Supplied data:
---+---
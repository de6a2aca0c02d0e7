//! Best-effort broadcast of decoded inbound messages.
//!
//! Each subscriber owns a bounded channel. Publishing never blocks: when a
//! subscriber's buffer is full that one message is dropped for that
//! subscriber only, and a subscriber whose receiver has been dropped is
//! removed on the next publish.

use std::sync::Mutex;
use std::sync::atomic::{AtomicU64, Ordering};

use crossbeam_channel::{Receiver, Sender, TrySendError};
use protocol::DecodedMessage;

#[derive(Default)]
pub(crate) struct Fanout {
    subscribers: Mutex<Vec<Sender<DecodedMessage>>>,
    dropped: AtomicU64,
}

impl Fanout {
    pub(crate) fn subscribe(&self, capacity: usize) -> Receiver<DecodedMessage> {
        let (tx, rx) = crossbeam_channel::bounded(capacity.max(1));
        match self.subscribers.lock() {
            Ok(mut subscribers) => subscribers.push(tx),
            Err(_) => tracing::error!("subscriber list poisoned, subscription will never receive"),
        }
        rx
    }

    pub(crate) fn publish(&self, message: &DecodedMessage) {
        let Ok(mut subscribers) = self.subscribers.lock() else {
            tracing::error!("subscriber list poisoned, dropping message");
            return;
        };
        subscribers.retain(|tx| match tx.try_send(message.clone()) {
            Ok(()) => true,
            Err(TrySendError::Full(_)) => {
                self.dropped.fetch_add(1, Ordering::Relaxed);
                tracing::warn!("subscriber buffer full, dropping message");
                true
            }
            Err(TrySendError::Disconnected(_)) => {
                tracing::debug!("subscriber went away, unsubscribing");
                false
            }
        });
    }

    /// Drop every sender so blocked receivers observe disconnection.
    pub(crate) fn close(&self) {
        if let Ok(mut subscribers) = self.subscribers.lock() {
            subscribers.clear();
        }
    }

    pub(crate) fn len(&self) -> usize {
        self.subscribers.lock().map(|s| s.len()).unwrap_or(0)
    }

    pub(crate) fn dropped(&self) -> u64 {
        self.dropped.load(Ordering::Relaxed)
    }
}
---+---
Task details: Copy out the whole listing, exactly as written.

Output for this exercise:
repository de6a2aca0c02d0e7
//! Best-effort broadcast of decoded inbound messages.
//!
//! Each subscriber owns a bounded channel. Publishing never blocks: when a
//! subscriber's buffer is full that one message is dropped for that
//! subscriber only, and a subscriber whose receiver has been dropped is
//! removed on the next publish.

use std::sync::Mutex;
use std::sync::atomic::{AtomicU64, Ordering};

use crossbeam_channel::{Receiver, Sender, TrySendError};
use protocol::DecodedMessage;

#[derive(Default)]
pub(crate) struct Fanout {
    subscribers: Mutex<Vec<Sender<DecodedMessage>>>,
    dropped: AtomicU64,
}

impl Fanout {
    pub(crate) fn subscribe(&self, capacity: usize) -> Receiver<DecodedMessage> {
        let (tx, rx) = crossbeam_channel::bounded(capacity.max(1));
        match self.subscribers.lock() {
            Ok(mut subscribers) => subscribers.push(tx),
            Err(_) => tracing::error!("subscriber list poisoned, subscription will never receive"),
        }
        rx
    }

    pub(crate) fn publish(&self, message: &DecodedMessage) {
        let Ok(mut subscribers) = self.subscribers.lock() else {
            tracing::error!("subscriber list poisoned, dropping message");
            return;
        };
        subscribers.retain(|tx| match tx.try_send(message.clone()) {
            Ok(()) => true,
            Err(TrySendError::Full(_)) => {
                self.dropped.fetch_add(1, Ordering::Relaxed);
                tracing::warn!("subscriber buffer full, dropping message");
                true
            }
            Err(TrySendError::Disconnected(_)) => {
                tracing::debug!("subscriber went away, unsubscribing");
                false
            }
        });
    }

    /// Drop every sender so blocked receivers observe disconnection.
    pub(crate) fn close(&self) {
        if let Ok(mut subscribers) = self.subscribers.lock() {
            subscribers.clear();
        }
    }

    pub(crate) fn len(&self) -> usize {
        self.subscribers.lock().map(|s| s.len()).unwrap_or(0)
    }

    pub(crate) fn dropped(&self) -> u64 {
        self.dropped.load(Ordering::Relaxed)
    }
}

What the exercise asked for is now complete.